» Task to carry out
Search the data below for the word "followers" and copy each line that holds it.

Saved entries

:::::

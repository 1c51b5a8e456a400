//! User accounts and the social graph.

use hashbrown::HashSet;
use serde::{Deserialize, Serialize};

use super::GeoPoint;

/// Per-user preferences
#[derive(Debug, Clone, PartialEq, Serialize, Deserialize)]
pub struct UserPreferences {
    pub notification_email: bool,
    pub notification_push: bool,
    pub language: String,
    pub theme: String,
    #[serde(default)]
    pub preferred_categories: Vec<String>,
    /// Default radius for proximity searches, in kilometers
    pub search_radius: u32,
}

impl Default for UserPreferences {
    fn default() -> Self {
        Self {
            notification_email: true,
            notification_push: true,
            language: "en".to_string(),
            theme: "light".to_string(),
            preferred_categories: Vec::new(),
            search_radius: 10,
        }
    }
}

/// A user account with its outgoing social edges.
///
/// Friendship is symmetric, so [`add_friend`] and [`remove_friend`] take
/// both users. Follow, close-friend and block edges are one-directional.
#[derive(Debug, Clone, Default, Serialize, Deserialize)]
pub struct User {
    pub id: u64,
    pub username: String,
    #[serde(skip_serializing_if = "Option::is_none")]
    pub location: Option<GeoPoint>,
    #[serde(default)]
    pub bio: String,
    #[serde(default)]
    pub is_private: bool,
    #[serde(default)]
    pub is_entity: bool,
    #[serde(default)]
    pub friends: HashSet<u64>,
    #[serde(default)]
    pub following: HashSet<u64>,
    #[serde(default)]
    pub followers: HashSet<u64>,
    #[serde(default)]
    pub close_friends: HashSet<u64>,
    #[serde(default)]
    pub favorite_entities: HashSet<u64>,
    #[serde(default)]
    pub blocked_users: HashSet<u64>,
    #[serde(default)]
    pub preferences: UserPreferences,
}

impl User {
    pub fn new(id: u64, username: impl Into<String>) -> Self {
        Self {
            id,
            username: username.into(),
            ..Default::default()
        }
    }

    pub fn set_location(&mut self, location: GeoPoint) {
        self.location = Some(location);
    }

    pub fn has_blocked(&self, other: u64) -> bool {
        self.blocked_users.contains(&other)
    }

    pub fn add_close_friend(&mut self, other: u64) {
        self.close_friends.insert(other);
    }

    pub fn remove_close_friend(&mut self, other: u64) {
        self.close_friends.remove(&other);
    }

    pub fn favorite_entity(&mut self, entity_id: u64) {
        self.favorite_entities.insert(entity_id);
    }

    pub fn unblock(&mut self, other: u64) {
        self.blocked_users.remove(&other);
    }
}

/// `follower` starts following `target`. Returns false if already following
/// or if either side has blocked the other.
pub fn follow(follower: &mut User, target: &mut User) -> bool {
    if follower.id == target.id || follower.has_blocked(target.id) || target.has_blocked(follower.id) {
        return false;
    }
    let added = follower.following.insert(target.id);
    target.followers.insert(follower.id);
    added
}

pub fn unfollow(follower: &mut User, target: &mut User) {
    follower.following.remove(&target.id);
    target.followers.remove(&follower.id);
}

/// Make `a` and `b` friends in both directions.
pub fn add_friend(a: &mut User, b: &mut User) -> bool {
    if a.id == b.id || a.has_blocked(b.id) || b.has_blocked(a.id) {
        return false;
    }
    let added = a.friends.insert(b.id);
    b.friends.insert(a.id);
    added
}

pub fn remove_friend(a: &mut User, b: &mut User) {
    a.friends.remove(&b.id);
    b.friends.remove(&a.id);
}

/// `blocker` blocks `blocked`: drops friendship and follow edges both ways.
pub fn block(blocker: &mut User, blocked: &mut User) {
    if blocker.id == blocked.id {
        return;
    }
    blocker.blocked_users.insert(blocked.id);
    remove_friend(blocker, blocked);
    unfollow(blocker, blocked);
    unfollow(blocked, blocker);
}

:::::

» Result
    pub followers: HashSet<u64>,
    target.followers.insert(follower.id);
    target.followers.remove(&follower.id);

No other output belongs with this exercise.